Blijkens een de verdachte betreffend uittreksel uit de Justitiële Documentatie van 15 juni 2018 is hij eerder onherroepelijk veroordeeld, onder meer wegens heling. Dit weegt in zijn nadeel.
De ernst van het bewezen verklaarde feit en de waarde van het gestolene rechtvaardigen, mede in het licht van de straffen die in soortgelijke gevallen plegen te worden opgelegd, zonder meer een onvoorwaardelijke gevangenisstraf voor de duur van twee weken. Het hof zal daartoe in dit bijzondere geval evenwel niet overgaan. Daartoe is het volgende redengevend.
De verdachte kampte in het verleden met schulden en had een beperkt inkomen, waarvan hij niet altijd kon rondkomen. Het hof neemt daarom aan de verdachte het tenlastegelegde heeft begaan met het doel om voor zichzelf meer financiële armslag te creëren. Uit het verhandelde ter terechtzitting in hoger beroep is het hof gebleken dat de verdachte inmiddels een eigen bedrijf in sierbestrating is begonnen. Hij heeft veel werk en is daardoor in staat zijn schulden af te betalen. Na het bewezenverklaarde feit heeft de verdachte geen misdrijven meer begaan die ter kennis van justitie zijn gekomen. Naar het zich laat aanzien heeft de verdachte zijn leven gebeterd.
In voornoemde omstandigheden vindt het hof aanleiding de verdachte een gevangenisstraf op te leggen, die in lengte gelijk is aan de duur van het reeds door de verdachte ondergane voorarrest, en een taakstraf van na te melden duur.

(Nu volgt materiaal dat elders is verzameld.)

//! Release host selection for commands

use std::sync::Arc;

use tracing::warn;

use stagehand_core::config::Config;
use stagehand_remote::{DryRunHost, GitHubReleases, PlannedMutation, ReleaseHost};

use super::output;

/// The host a command talks to
pub enum Host {
    Live(GitHubReleases),
    DryRun(DryRunHost),
}

impl Host {
    /// GitHub, wrapped in a recording host for dry runs
    pub fn connect(config: &Config, dry_run: bool) -> anyhow::Result<Self> {
        let github = GitHubReleases::new(config.github.clone());
        if !dry_run {
            return Ok(Self::Live(github?));
        }

        let dry = match github {
            Ok(github) => DryRunHost::new(Arc::new(github)),
            Err(e) => {
                warn!(error = %e, "GitHub unavailable, dry run sees no releases");
                DryRunHost::offline()
            }
        };
        Ok(Self::DryRun(dry))
    }

    /// Borrow as a trait object
    pub fn as_dyn(&self) -> &dyn ReleaseHost {
        match self {
            Self::Live(host) => host,
            Self::DryRun(host) => host,
        }
    }

    /// Mutations recorded by a dry run
    pub fn planned(&self) -> Vec<PlannedMutation> {
        match self {
            Self::Live(_) => Vec::new(),
            Self::DryRun(host) => host.recorded(),
        }
    }

    /// Print the recorded plan of a dry run
    pub fn report_planned(&self) {
        let planned = self.planned();
        if let Self::DryRun(_) = self {
            if planned.is_empty() {
                output::info("[dry-run] no remote changes");
            }
            for mutation in planned {
                output::info(&format!("[dry-run] would {}", mutation));
            }
        }
    }
}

Toepasselijke wettelijke voorschriften

De op te leggen straffen zijn gegrond op de artikelen 22c, 22d, 63 en 311 van het Wetboek van Strafrecht.
Deze wettelijke voorschriften worden toegepast zoals geldend ten tijde van het bewezen verklaarde.

BESLISSING

Het hof:
Vernietigt het vonnis waarvan beroep en doet opnieuw recht.
Verklaart niet bewezen dat de verdachte het primair tenlastegelegde heeft begaan en spreekt de verdachte daarvan vrij.
Verklaart zoals hiervoor overwogen bewezen dat de verdachte het primair tenlastegelegde heeft begaan.
Verklaart niet bewezen hetgeen de verdachte meer of anders is tenlastegelegd dan hierboven is bewezen verklaard en spreekt de verdachte daarvan vrij.
Verklaart het primair bewezen verklaarde strafbaar, kwalificeert dit als hiervoor vermeld en verklaart de verdachte strafbaar.
Veroordeelt de verdachte tot een
gevangenisstrafvoor de duur van
1 (één) dag.
Beveelt dat de tijd die door de verdachte vóór de tenuitvoerlegging van deze uitspraak in enige in artikel 27, eerste lid, of artikel 27a van het Wetboek van Strafrecht bedoelde vorm van voorarrest is doorgebracht, bij de uitvoering van de opgelegde gevangenisstraf in mindering zal worden gebracht, voor zover die tijd niet reeds op een andere straf in mindering is gebracht.
Veroordeelt de verdachte tot een
taakstrafvoor de duur van
60 (zestig) uren, indien niet naar behoren verricht te vervangen door
30 (dertig) dagen hechtenis.
Dit arrest is gewezen door de meervoudige strafkamer van het gerechtshof Amsterdam, waarin zitting hadden mr. R. Kuiper, mr. J.J.I. de Jong en mr. M. Senden, in tegenwoordigheid van mr. A. Stronkhorst, griffier, en is uitgesproken op de openbare terechtzitting van dit gerechtshof van 16 juli 2018.